* EXERCISE GOAL: Search the entries for the word "against". Copy each line in which it is found.

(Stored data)
※

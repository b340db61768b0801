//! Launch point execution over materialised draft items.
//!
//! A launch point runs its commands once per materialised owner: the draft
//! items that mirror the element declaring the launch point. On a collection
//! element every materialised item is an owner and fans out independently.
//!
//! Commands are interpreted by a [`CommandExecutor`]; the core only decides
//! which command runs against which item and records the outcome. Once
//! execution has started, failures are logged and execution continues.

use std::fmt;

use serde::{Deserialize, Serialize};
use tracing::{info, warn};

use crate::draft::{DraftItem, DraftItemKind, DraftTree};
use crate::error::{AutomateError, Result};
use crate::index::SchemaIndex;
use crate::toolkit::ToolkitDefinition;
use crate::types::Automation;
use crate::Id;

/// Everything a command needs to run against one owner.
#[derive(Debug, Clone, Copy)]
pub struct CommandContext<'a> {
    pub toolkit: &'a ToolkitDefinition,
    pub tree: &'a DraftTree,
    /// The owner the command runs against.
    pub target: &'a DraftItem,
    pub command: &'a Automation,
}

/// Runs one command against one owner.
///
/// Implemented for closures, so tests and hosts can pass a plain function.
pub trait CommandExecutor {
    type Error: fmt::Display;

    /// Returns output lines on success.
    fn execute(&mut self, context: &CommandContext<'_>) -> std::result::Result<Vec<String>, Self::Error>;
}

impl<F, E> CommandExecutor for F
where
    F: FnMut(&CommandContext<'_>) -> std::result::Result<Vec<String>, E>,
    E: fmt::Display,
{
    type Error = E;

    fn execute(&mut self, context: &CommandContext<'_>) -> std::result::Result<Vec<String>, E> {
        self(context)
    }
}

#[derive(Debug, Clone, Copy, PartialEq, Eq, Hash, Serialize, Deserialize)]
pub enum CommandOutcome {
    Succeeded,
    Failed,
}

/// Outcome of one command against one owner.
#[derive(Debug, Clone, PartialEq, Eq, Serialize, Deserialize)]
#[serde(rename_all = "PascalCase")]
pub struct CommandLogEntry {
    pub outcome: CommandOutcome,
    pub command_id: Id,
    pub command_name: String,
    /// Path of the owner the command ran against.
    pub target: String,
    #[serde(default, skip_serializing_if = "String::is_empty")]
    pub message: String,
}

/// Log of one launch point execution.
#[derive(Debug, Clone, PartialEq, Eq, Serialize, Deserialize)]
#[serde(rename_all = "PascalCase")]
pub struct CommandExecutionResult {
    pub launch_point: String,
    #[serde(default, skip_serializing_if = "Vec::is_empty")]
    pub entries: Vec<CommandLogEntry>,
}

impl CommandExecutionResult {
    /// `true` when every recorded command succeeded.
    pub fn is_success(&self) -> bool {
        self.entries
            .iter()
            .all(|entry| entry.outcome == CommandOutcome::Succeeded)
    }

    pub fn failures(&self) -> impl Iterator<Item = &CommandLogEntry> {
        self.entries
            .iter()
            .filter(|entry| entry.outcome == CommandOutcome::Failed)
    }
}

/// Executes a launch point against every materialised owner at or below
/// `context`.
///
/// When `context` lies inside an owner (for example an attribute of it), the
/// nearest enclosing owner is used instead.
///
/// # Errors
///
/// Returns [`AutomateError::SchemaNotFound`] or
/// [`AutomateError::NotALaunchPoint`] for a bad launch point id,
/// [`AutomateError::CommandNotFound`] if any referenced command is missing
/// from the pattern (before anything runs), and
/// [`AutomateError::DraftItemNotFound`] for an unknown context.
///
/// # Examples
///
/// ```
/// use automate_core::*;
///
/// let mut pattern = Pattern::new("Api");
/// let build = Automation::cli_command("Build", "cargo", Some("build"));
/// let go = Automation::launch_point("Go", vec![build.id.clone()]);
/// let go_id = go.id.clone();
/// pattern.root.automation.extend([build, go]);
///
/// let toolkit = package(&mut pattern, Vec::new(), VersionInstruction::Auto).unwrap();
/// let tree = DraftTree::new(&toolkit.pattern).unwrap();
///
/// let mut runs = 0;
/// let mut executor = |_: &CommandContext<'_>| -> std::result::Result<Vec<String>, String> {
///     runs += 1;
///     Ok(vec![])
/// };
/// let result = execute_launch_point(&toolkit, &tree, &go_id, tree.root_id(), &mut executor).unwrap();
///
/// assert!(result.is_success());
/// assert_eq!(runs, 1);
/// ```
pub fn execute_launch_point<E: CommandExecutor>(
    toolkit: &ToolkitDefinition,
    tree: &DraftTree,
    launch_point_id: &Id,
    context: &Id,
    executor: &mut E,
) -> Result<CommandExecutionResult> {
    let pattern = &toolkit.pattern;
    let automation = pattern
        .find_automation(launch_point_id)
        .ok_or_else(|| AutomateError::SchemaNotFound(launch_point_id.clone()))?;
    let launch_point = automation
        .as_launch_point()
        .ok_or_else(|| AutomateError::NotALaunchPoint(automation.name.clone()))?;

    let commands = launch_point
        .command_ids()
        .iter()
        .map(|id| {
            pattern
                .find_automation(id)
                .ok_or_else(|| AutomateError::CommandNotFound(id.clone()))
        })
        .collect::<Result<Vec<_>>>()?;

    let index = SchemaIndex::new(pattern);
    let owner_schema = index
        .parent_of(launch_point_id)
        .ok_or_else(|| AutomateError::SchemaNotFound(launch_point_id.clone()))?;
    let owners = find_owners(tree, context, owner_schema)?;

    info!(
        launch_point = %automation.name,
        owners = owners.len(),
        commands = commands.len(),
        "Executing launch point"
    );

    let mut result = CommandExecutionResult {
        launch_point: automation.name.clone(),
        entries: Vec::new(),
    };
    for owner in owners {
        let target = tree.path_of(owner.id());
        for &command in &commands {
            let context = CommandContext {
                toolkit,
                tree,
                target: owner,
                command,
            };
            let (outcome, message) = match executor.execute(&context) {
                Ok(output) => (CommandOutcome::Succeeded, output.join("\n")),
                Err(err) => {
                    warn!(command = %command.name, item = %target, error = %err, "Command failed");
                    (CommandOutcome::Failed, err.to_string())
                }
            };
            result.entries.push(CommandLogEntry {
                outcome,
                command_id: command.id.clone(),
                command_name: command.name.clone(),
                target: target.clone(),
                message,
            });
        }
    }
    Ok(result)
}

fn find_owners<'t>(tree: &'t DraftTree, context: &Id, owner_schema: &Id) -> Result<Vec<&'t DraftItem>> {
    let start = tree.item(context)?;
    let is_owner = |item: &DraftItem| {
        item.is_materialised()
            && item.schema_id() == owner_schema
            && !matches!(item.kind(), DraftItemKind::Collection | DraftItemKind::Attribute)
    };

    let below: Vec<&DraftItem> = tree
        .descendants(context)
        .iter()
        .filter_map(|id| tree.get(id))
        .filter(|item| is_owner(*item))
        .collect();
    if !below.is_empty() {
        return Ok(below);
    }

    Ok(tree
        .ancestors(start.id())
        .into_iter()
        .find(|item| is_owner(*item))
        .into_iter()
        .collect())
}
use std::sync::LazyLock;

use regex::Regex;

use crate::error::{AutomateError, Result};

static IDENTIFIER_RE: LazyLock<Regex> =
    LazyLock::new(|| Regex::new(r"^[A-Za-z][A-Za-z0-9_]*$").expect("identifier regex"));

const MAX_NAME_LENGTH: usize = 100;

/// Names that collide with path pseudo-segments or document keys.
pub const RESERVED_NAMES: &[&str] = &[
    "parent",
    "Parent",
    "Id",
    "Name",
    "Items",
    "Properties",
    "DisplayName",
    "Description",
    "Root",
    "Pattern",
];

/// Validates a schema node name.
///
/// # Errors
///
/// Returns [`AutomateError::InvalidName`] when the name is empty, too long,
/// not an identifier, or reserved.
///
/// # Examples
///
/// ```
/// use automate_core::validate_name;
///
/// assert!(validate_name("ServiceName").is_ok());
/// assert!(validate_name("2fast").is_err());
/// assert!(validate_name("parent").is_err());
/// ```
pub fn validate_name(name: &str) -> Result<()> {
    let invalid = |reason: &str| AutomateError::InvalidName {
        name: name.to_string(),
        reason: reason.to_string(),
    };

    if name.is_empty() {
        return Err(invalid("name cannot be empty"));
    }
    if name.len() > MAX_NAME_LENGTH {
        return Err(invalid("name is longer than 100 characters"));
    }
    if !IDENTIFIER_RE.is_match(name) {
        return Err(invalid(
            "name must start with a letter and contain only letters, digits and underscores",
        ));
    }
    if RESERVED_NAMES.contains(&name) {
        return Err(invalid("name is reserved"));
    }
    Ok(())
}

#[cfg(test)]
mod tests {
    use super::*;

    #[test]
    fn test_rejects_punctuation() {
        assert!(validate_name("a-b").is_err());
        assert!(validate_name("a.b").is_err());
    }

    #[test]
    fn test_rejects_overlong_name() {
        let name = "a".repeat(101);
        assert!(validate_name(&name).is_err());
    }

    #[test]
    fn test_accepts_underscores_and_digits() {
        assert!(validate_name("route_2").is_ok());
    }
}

※

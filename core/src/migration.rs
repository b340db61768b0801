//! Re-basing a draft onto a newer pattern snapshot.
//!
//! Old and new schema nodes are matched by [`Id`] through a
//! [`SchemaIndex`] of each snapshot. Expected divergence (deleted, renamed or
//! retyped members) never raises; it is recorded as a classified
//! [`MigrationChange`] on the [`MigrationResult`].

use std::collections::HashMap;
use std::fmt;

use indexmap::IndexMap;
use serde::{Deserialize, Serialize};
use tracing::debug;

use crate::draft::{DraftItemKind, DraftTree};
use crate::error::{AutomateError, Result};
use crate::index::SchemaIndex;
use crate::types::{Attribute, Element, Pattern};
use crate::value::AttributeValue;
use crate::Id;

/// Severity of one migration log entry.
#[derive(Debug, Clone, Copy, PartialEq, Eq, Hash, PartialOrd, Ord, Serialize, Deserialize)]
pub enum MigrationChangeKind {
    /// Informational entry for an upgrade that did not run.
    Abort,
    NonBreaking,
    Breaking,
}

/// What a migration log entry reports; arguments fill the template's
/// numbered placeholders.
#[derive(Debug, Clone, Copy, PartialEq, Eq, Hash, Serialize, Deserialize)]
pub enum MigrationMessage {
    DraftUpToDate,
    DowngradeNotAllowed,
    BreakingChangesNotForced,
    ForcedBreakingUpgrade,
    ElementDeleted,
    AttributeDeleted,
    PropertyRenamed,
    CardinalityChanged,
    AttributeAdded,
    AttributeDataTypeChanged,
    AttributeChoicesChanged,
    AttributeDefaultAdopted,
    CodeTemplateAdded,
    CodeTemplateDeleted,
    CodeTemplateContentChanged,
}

※

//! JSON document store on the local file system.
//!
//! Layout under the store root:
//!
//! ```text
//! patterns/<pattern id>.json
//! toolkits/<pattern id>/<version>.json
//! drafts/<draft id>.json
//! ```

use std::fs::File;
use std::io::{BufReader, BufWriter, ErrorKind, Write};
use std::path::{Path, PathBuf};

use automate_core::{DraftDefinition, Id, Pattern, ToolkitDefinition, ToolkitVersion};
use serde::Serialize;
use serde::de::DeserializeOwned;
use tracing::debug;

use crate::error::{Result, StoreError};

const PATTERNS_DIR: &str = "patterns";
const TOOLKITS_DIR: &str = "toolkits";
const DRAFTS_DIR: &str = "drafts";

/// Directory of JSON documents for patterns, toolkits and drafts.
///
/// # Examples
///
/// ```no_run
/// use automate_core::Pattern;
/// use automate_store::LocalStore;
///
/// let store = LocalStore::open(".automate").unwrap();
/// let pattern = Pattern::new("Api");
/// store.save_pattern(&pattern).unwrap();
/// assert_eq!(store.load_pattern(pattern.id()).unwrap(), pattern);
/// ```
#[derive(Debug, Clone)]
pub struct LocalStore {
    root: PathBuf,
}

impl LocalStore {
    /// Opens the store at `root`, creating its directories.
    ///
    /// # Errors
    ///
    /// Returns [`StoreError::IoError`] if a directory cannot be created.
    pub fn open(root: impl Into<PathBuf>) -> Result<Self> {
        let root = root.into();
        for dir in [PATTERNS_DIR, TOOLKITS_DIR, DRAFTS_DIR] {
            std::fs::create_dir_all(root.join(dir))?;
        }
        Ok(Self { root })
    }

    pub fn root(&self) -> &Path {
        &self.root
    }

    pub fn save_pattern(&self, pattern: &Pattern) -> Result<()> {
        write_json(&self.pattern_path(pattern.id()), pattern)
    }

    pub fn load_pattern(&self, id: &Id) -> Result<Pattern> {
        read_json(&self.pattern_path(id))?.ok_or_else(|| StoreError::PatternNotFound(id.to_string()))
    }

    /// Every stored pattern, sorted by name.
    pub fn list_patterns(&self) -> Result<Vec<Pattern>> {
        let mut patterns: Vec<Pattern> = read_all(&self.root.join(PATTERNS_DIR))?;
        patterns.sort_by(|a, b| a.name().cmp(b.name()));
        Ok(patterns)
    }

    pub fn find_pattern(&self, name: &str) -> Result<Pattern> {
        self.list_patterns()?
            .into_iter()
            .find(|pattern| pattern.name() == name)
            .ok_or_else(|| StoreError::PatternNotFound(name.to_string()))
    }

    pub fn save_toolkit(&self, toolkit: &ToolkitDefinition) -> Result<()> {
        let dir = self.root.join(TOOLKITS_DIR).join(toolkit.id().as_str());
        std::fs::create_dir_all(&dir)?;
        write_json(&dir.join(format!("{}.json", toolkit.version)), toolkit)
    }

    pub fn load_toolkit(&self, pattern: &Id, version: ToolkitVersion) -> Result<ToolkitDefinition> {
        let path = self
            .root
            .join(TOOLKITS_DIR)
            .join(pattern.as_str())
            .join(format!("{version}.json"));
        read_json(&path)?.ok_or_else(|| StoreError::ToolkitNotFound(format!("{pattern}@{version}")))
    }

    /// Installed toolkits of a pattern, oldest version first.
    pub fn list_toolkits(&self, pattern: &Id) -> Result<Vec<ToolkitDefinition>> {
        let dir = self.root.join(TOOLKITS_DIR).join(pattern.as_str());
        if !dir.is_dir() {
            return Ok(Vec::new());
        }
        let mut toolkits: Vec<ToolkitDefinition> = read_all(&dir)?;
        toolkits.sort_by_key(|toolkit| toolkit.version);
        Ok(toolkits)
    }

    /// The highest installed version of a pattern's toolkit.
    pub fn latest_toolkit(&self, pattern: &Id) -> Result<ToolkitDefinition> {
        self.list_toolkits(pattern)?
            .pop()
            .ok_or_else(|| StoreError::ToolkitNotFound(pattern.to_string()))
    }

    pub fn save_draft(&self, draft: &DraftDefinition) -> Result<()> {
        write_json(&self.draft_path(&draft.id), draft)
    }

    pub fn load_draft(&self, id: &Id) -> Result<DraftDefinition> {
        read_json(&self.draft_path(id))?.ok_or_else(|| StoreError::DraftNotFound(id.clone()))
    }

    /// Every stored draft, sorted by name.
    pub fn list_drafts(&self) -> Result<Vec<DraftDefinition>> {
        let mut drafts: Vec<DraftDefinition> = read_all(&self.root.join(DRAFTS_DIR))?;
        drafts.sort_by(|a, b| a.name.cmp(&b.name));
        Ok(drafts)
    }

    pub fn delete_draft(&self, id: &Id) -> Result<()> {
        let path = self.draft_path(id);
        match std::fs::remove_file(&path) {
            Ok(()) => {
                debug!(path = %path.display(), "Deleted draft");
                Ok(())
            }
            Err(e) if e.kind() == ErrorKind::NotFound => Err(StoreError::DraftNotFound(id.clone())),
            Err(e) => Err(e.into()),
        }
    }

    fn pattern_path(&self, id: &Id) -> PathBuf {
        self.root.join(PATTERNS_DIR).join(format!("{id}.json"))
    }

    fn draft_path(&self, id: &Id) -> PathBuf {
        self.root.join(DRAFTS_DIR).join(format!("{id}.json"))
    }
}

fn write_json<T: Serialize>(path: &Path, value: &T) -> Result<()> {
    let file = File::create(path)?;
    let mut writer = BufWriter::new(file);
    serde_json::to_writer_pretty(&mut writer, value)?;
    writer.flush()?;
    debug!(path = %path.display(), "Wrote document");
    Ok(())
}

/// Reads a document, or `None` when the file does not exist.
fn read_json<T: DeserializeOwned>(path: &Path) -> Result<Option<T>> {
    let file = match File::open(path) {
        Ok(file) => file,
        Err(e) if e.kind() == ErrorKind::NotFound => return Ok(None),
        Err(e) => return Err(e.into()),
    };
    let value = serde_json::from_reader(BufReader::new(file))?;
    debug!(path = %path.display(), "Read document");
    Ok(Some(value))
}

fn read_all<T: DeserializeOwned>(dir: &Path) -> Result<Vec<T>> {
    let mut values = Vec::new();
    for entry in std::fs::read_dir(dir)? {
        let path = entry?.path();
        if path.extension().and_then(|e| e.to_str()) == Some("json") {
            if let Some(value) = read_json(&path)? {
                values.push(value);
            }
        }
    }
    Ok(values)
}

※

* ANSWER TO THIS TASK:
//! which command runs against which item and records the outcome. Once
/// Everything a command needs to run against one owner.
    /// The owner the command runs against.
/// Runs one command against one owner.
/// Outcome of one command against one owner.
    /// Path of the owner the command ran against.
/// Executes a launch point against every materialised owner at or below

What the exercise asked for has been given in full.